* _Task to complete_
State only how many lines below include the string "usize".

━━━━━━━━

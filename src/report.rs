use limerick::{LimerickDetector, PronunciationLookup};
use serde::Serialize;

use crate::{
    cli::Format,
    error::{ConfigError, Error},
};

pub trait Render: Serialize {
    fn text(&self) -> String;

    fn render(&self, format: Format) -> Result<String, Error> {
        match format {
            Format::Text => Ok(self.text()),
            Format::Json => serde_json::to_string_pretty(self)
                .map_err(|error| ConfigError::Serialization(error.to_string()).into()),
        }
    }
}

#[derive(Debug, Serialize, PartialEq)]
pub struct RhymeCheck {
    /// One-based line numbers.
    pub lines: (usize, usize),
    pub words: (String, String),
    pub rhymes: bool,
}

#[derive(Debug, Serialize)]
pub struct LimerickReport {
    pub poem: String,

    #[serde(skip_serializing_if = "Option::is_none")]
    pub rejected: Option<String>,

    pub checks: Vec<RhymeCheck>,
    pub limerick: bool,
}

impl LimerickReport {
    /// Evaluates every AABBA pair so each one can be reported.
    pub fn new<L: PronunciationLookup>(detector: &LimerickDetector<L>, poem: &str) -> Self {
        let poem = poem.trim().to_string();

        match detector.limerick(&poem) {
            Ok(limerick) => {
                let words = limerick.words();
                let checks = limerick
                    .checks(detector.lookup())
                    .map(|(first, second, rhymes)| RhymeCheck {
                        lines: (first + 1, second + 1),
                        words: (words[first].clone(), words[second].clone()),
                        rhymes,
                    })
                    .collect::<Vec<_>>();
                let limerick = checks.iter().all(|check| check.rhymes);

                Self {
                    poem,
                    rejected: None,
                    checks,
                    limerick,
                }
            }
            Err(error) => Self {
                poem,
                rejected: Some(error.to_string()),
                checks: Vec::new(),
                limerick: false,
            },
        }
    }
}

impl Render for LimerickReport {
    fn text(&self) -> String {
        format!("{}\n-----------\n{}", self.poem, self.limerick)
    }
}

#[derive(Debug, Serialize, PartialEq)]
pub struct Syllables {
    pub word: String,
    pub syllables: usize,
}

#[derive(Debug, Serialize)]
#[serde(transparent)]
pub struct SyllablesReport(pub Vec<Syllables>);

impl Render for SyllablesReport {
    fn text(&self) -> String {
        self.0
            .iter()
            .map(|entry| format!("{}\t{}", entry.word, entry.syllables))
            .collect::<Vec<_>>()
            .join("\n")
    }
}

#[derive(Debug, Serialize)]
pub struct RhymeReport {
    pub first: String,
    pub second: String,
    pub rhymes: bool,
}

impl Render for RhymeReport {
    fn text(&self) -> String {
        format!("{} / {}: {}", self.first, self.second, self.rhymes)
    }
}
use crate::{
    dictionary::PronunciationLookup,
    error::PoemError,
    normalizer::{NormalizerPipeline, Punctuation},
    rhyme::rhymes,
    tokenizer::Tokenizer,
};

/// Number of lines in a limerick.
pub const LINES: usize = 5;

/// Line pairs (zero-based) that must rhyme for the AABBA scheme.
///
/// Lines 2 and 5 are only compared through line 1, and the B lines are not
/// required to differ from the A lines.
pub const AABBA: [(usize, usize); 3] = [(0, 1), (0, 4), (2, 3)];

/// Turns raw lines into rhyme words: tokenize, normalize, drop empty tokens,
/// keep the last one.
#[derive(Clone, Debug)]
pub struct LineExtractor {
    tokenizer: Tokenizer,
    pipeline: NormalizerPipeline,
}

impl LineExtractor {
    pub fn new(tokenizer: Tokenizer, pipeline: NormalizerPipeline) -> Self {
        Self {
            tokenizer,
            pipeline,
        }
    }

    /// Like the default extractor, but contractions such as `don't` keep
    /// their apostrophe.
    pub fn keep_inner_apostrophes() -> Self {
        let mut pipeline = NormalizerPipeline::new();
        pipeline.insert(Box::new(Punctuation::keep_inner_apostrophes()));

        Self::new(Tokenizer::default(), pipeline)
    }

    #[inline]
    pub fn pipeline_mut(&mut self) -> &mut NormalizerPipeline {
        &mut self.pipeline
    }

    pub fn last_word(&self, line: &str) -> Option<String> {
        let mut tokens = self.tokenizer.tokenize(line);

        if !self.pipeline.is_empty() {
            self.pipeline.run(&mut tokens);
        }

        tokens.drop_empty();
        tokens.into_last().map(String::from)
    }

    pub fn extract(&self, text: &str) -> Result<Limerick, PoemError> {
        let lines = text.trim().split('\n').collect::<Vec<_>>();

        if lines.len() != LINES {
            return Err(PoemError::LineCount(lines.len()));
        }

        let words = lines
            .iter()
            .enumerate()
            .map(|(index, line)| {
                self.last_word(line)
                    .ok_or(PoemError::EmptyLine(index + 1))
            })
            .collect::<Result<Vec<_>, _>>()?;

        tracing::trace!(?words, "extracted rhyme words");

        words
            .try_into()
            .map(|words| Limerick { words })
            .map_err(|words: Vec<String>| PoemError::LineCount(words.len()))
    }
}

/// Strips `. , ' : ; ! ?` and splits on whitespace.
impl Default for LineExtractor {
    fn default() -> Self {
        let mut pipeline = NormalizerPipeline::new();
        pipeline.insert(Box::new(Punctuation::new()));

        Self::new(Tokenizer::default(), pipeline)
    }
}

/// The rhyme words of a five-line poem, one per line.
#[derive(Clone, Debug, PartialEq, Eq)]
pub struct Limerick {
    words: [String; LINES],
}

impl Limerick {
    #[inline]
    pub fn words(&self) -> &[String; LINES] {
        &self.words
    }

    /// Lazily yields each AABBA pair with whether it rhymes.
    pub fn checks<'a, L: PronunciationLookup + ?Sized>(
        &'a self,
        lookup: &'a L,
    ) -> impl Iterator<Item = (usize, usize, bool)> + 'a {
        AABBA.into_iter().map(move |(first, second)| {
            let rhyme = rhymes(lookup, &self.words[first], &self.words[second]);

            tracing::trace!(
                first = %self.words[first],
                second = %self.words[second],
                rhyme,
                "rhyme check"
            );

            (first, second, rhyme)
        })
    }

    pub fn is_aabba<L: PronunciationLookup + ?Sized>(&self, lookup: &L) -> bool {
        self.checks(lookup).all(|(_, _, rhyme)| rhyme)
    }
}
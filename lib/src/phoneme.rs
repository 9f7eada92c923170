use std::{
    fmt::{Display, Formatter},
    ops::Deref,
    slice::Iter,
    str::FromStr,
};

use crate::error::PhonemeError;

/// Stress level carried by a vowel-like phoneme.
#[derive(Clone, Copy, Debug, PartialEq, Eq, Hash, PartialOrd, Ord)]
pub enum Stress {
    Unstressed,
    Primary,
    Secondary,
}

impl Stress {
    #[inline]
    pub fn from_digit(digit: char) -> Option<Self> {
        match digit {
            '0' => Some(Stress::Unstressed),
            '1' => Some(Stress::Primary),
            '2' => Some(Stress::Secondary),
            _ => None,
        }
    }
}

/// A single ARPAbet phoneme, e.g. `HH` or `EH1`.
///
/// Vowel-like phonemes end in a stress digit; consonants are bare symbols.
#[derive(Clone, Debug, Hash, PartialEq, Eq)]
pub struct Phoneme(String);

impl Phoneme {
    #[inline]
    pub fn as_str(&self) -> &str {
        &self.0
    }

    /// The symbol without its stress digit.
    #[inline]
    pub fn symbol(&self) -> &str {
        self.0.trim_end_matches(|ch: char| ch.is_ascii_digit())
    }

    #[inline]
    pub fn stress(&self) -> Option<Stress> {
        self.0.chars().last().and_then(Stress::from_digit)
    }

    #[inline]
    pub fn is_vowel(&self) -> bool {
        self.stress().is_some()
    }
}

impl FromStr for Phoneme {
    type Err = PhonemeError;

    fn from_str(s: &str) -> Result<Self, Self::Err> {
        let (symbol, stress) = match s.chars().last() {
            Some(last) if last.is_ascii_digit() => (&s[..s.len() - 1], Some(last)),
            Some(_) => (s, None),
            None => return Err(PhonemeError::InvalidSymbol(String::new())),
        };

        if symbol.is_empty() || !symbol.chars().all(|ch| ch.is_ascii_uppercase()) {
            return Err(PhonemeError::InvalidSymbol(s.to_string()));
        }

        if let Some(digit) = stress {
            Stress::from_digit(digit).ok_or(PhonemeError::InvalidStress(digit))?;
        }

        Ok(Phoneme(s.to_string()))
    }
}

impl AsRef<str> for Phoneme {
    fn as_ref(&self) -> &str {
        &self.0
    }
}

impl Display for Phoneme {
    fn fmt(&self, f: &mut Formatter<'_>) -> std::fmt::Result {
        f.write_str(&self.0)
    }
}

/// One candidate pronunciation of a word. Never empty.
#[derive(Clone, Debug, Hash, PartialEq, Eq)]
pub struct Pronunciation(Vec<Phoneme>);

impl Pronunciation {
    pub fn new(phonemes: Vec<Phoneme>) -> Result<Self, PhonemeError> {
        if phonemes.is_empty() {
            return Err(PhonemeError::Empty);
        }

        Ok(Self(phonemes))
    }

    #[inline]
    pub fn iter(&self) -> Iter<'_, Phoneme> {
        self.0.iter()
    }

    /// Number of vowel-like phonemes.
    #[inline]
    pub fn vowel_count(&self) -> usize {
        self.iter().filter(|phoneme| phoneme.is_vowel()).count()
    }
}

impl Deref for Pronunciation {
    type Target = [Phoneme];

    #[inline]
    fn deref(&self) -> &Self::Target {
        &self.0
    }
}

impl FromStr for Pronunciation {
    type Err = PhonemeError;

    /// Parses whitespace separated phonemes, e.g. `"B IH1 R D"`.
    fn from_str(s: &str) -> Result<Self, Self::Err> {
        let phonemes = s
            .split_whitespace()
            .map(Phoneme::from_str)
            .collect::<Result<Vec<_>, _>>()?;

        Pronunciation::new(phonemes)
    }
}

impl Display for Pronunciation {
    fn fmt(&self, f: &mut Formatter<'_>) -> std::fmt::Result {
        let mut iter = self.iter();

        if let Some(first) = iter.next() {
            write!(f, "{first}")?;
        }

        iter.try_for_each(|phoneme| write!(f, " {phoneme}"))
    }
}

━━━━━━━━

* _Solution for this exercise_
6